6. Qualitätsmanagement:
Qualitätsmanagement und Qualitätssicherung ist für die Umsetzung des Konzeptes obligatorisch. Struktur, Prozess- und Ergebnisqualität werden erhoben und die KundInnen über die Akzeptanz der Angebote befragt (s. Anlage). Ziel ist die kontinuierliche Verbesserung der Maßnahmen auch in der Anpassung an wechselnde Bedarfe.
7. Träger
Die o. g. Angebote werden von der Suchtkrankenhilfe der CaritasSozialdienste Rhein-Kreis Neuss GmbH umgesetzt.
8. Zwischenbewertung
Das Konzept des PrEvent-Mobils wird nun seit einigen Monaten umgesetzt.

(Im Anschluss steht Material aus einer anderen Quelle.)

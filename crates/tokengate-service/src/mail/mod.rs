//! Mail transport and background dispatch.

pub mod dispatcher;
pub mod log;
pub mod smtp;

pub use dispatcher::MailDispatcher;
pub use log::LogMailer;
pub use smtp::SmtpMailer;
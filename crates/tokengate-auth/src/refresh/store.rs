//! Refresh token issuance, validation, and the per-user active cap.

use std::sync::Arc;
use std::time::Duration;

use chrono::Utc;
use tracing::{debug, info};
use uuid::Uuid;

use tokengate_core::config::AuthConfig;
use tokengate_core::error::AppError;
use tokengate_core::result::AppResult;
use tokengate_database::RefreshTokenRepository;
use tokengate_entity::token::{NewRefreshToken, RefreshToken};
use tokengate_entity::user::User;

use crate::jwt::{JwtCodec, TokenType};

/// Issues and validates refresh tokens.
///
/// The cap on active rows is enforced after every insert by deactivating the
/// oldest excess rows. The read-then-update is not serialized, so a burst of
/// concurrent logins may briefly leave more than `max_active` rows active;
/// the next issuance corrects it.
#[derive(Debug, Clone)]
pub struct RefreshTokenStore {
    /// Row persistence.
    repo: Arc<dyn RefreshTokenRepository>,
    /// Mints the token values.
    codec: Arc<JwtCodec>,
    /// Lifetime of a new refresh token.
    ttl: Duration,
    /// Maximum simultaneously active rows per user.
    max_active: i64,
}

impl RefreshTokenStore {
    /// Creates a store from auth configuration.
    pub fn new(
        repo: Arc<dyn RefreshTokenRepository>,
        codec: Arc<JwtCodec>,
        config: &AuthConfig,
    ) -> Self {
        Self {
            repo,
            codec,
            ttl: Duration::from_secs(config.refresh_token_ttl_seconds),
            max_active: config.max_active_refresh_tokens,
        }
    }

    /// Mints and persists a new refresh token for `user`, then trims the
    /// user's active rows down to the cap.
    pub async fn issue(&self, user: &User) -> AppResult<RefreshToken> {
        let minted = self
            .codec
            .mint(&user.username, Utc::now(), self.ttl, TokenType::Refresh)?;

        let row = self
            .repo
            .create(&NewRefreshToken {
                user_id: user.id,
                token: minted.token,
                expires_at: minted.claims.expires_at(),
            })
            .await?;

        let evicted = self.enforce_cap(user.id).await?;
        debug!(user_id = %user.id, evicted, "Refresh token issued");
        Ok(row)
    }

    /// Deactivates the oldest active rows beyond the cap. Returns how many
    /// rows were deactivated.
    pub async fn enforce_cap(&self, user_id: Uuid) -> AppResult<u64> {
        let active = self.repo.list_active_by_user(user_id).await?;
        let excess = active.len() as i64 - self.max_active;
        if excess <= 0 {
            return Ok(0);
        }

        let oldest: Vec<Uuid> = active
            .iter()
            .take(excess as usize)
            .map(|row| row.id)
            .collect();
        let evicted = self.repo.deactivate(&oldest).await?;
        info!(user_id = %user_id, evicted, "Evicted oldest refresh tokens over the cap");
        Ok(evicted)
    }

    /// Looks up the row for `token`.
    ///
    /// Fails with `TokenExpired` if no row matches, or the row is inactive or
    /// past its expiry.
    pub async fn validate(&self, token: &str) -> AppResult<RefreshToken> {
        let row = self
            .repo
            .find_by_token(token)
            .await?
            .ok_or_else(|| AppError::token_expired("Refresh token is not recognised"))?;

        if !row.is_usable_at(Utc::now()) {
            return Err(AppError::token_expired("Refresh token is no longer active"));
        }
        Ok(row)
    }

    /// Deactivates a validated row so it cannot be exchanged again.
    ///
    /// Loses with `TokenExpired` if a concurrent caller consumed it first.
    pub async fn consume(&self, row: &RefreshToken) -> AppResult<()> {
        if !self.repo.deactivate_if_active(row.id).await? {
            return Err(AppError::token_expired("Refresh token has already been used"));
        }
        Ok(())
    }

    /// Deactivates every refresh token of the user.
    pub async fn deactivate_all(&self, user_id: Uuid) -> AppResult<u64> {
        let changed = self.repo.deactivate_all_for_user(user_id).await?;
        info!(user_id = %user_id, changed, "Deactivated all refresh tokens");
        Ok(changed)
    }

    /// Active rows of the user, oldest first.
    pub async fn active_for_user(&self, user_id: Uuid) -> AppResult<Vec<RefreshToken>> {
        self.repo.list_active_by_user(user_id).await
    }
}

Es gibt sehr positive Resonanzen der beteiligten Kooperationspartner und der entsprechenden Kinder und Jugendlichen vor Ort. Hilfreich war dabei:
- die gute Vorbereitung durch die Analyse der Bedarfe und der Anbieter vor Ort durch die Geschäftsstelle der Gesundheitskonferenz
- die klare Zieldefinition durch den Beschluss des Kreistages des Rhein-Kreises Neuss
- der Einsatz der Instrumente des Qualitätsmanagements und der Evaluation
- der Einsatz einer für den Rhein-Kreis Neuss innovativen sucht-präventiven Strategie
- der bimodale Focus sowohl auf das Setting "Schule und Jugendeinrichtung" und "Events"
- die Ergänzung der Verhaltensprävention durch die Verhältnisprävention
- die flexible Geschlechter sensible Ausrichtung der einzelnen Veranstaltungen
- die Soziallagensensibilität durch die Ausrichtung auf "Events"
- die partizipative Einbindung von Kindern und Jugendlichen durch das Peer-Konzept
- die Einbindung von weitergehenden Beratungsangeboten (z. B. von Hilfen für Kinder von Suchtkranken) in das Konzept
- die Einbindung von "fachfremden" Akteuren wie z. B. Schützenvereinen
- die Einbindung in das "Fitnetz" des Rhein-Kreises Neuss und die damit gewährleistete Kooperation von verschiedenen Akteuren
- die möglichen ordnungspolitischen "Stellschrauben" der Kommune (z. B. "Auflage" der Integration des PrEvent-Mobils in "Events")
- die flächendeckende Einsatzmöglichkeit im gesamten Rhein-Kreis Neuss.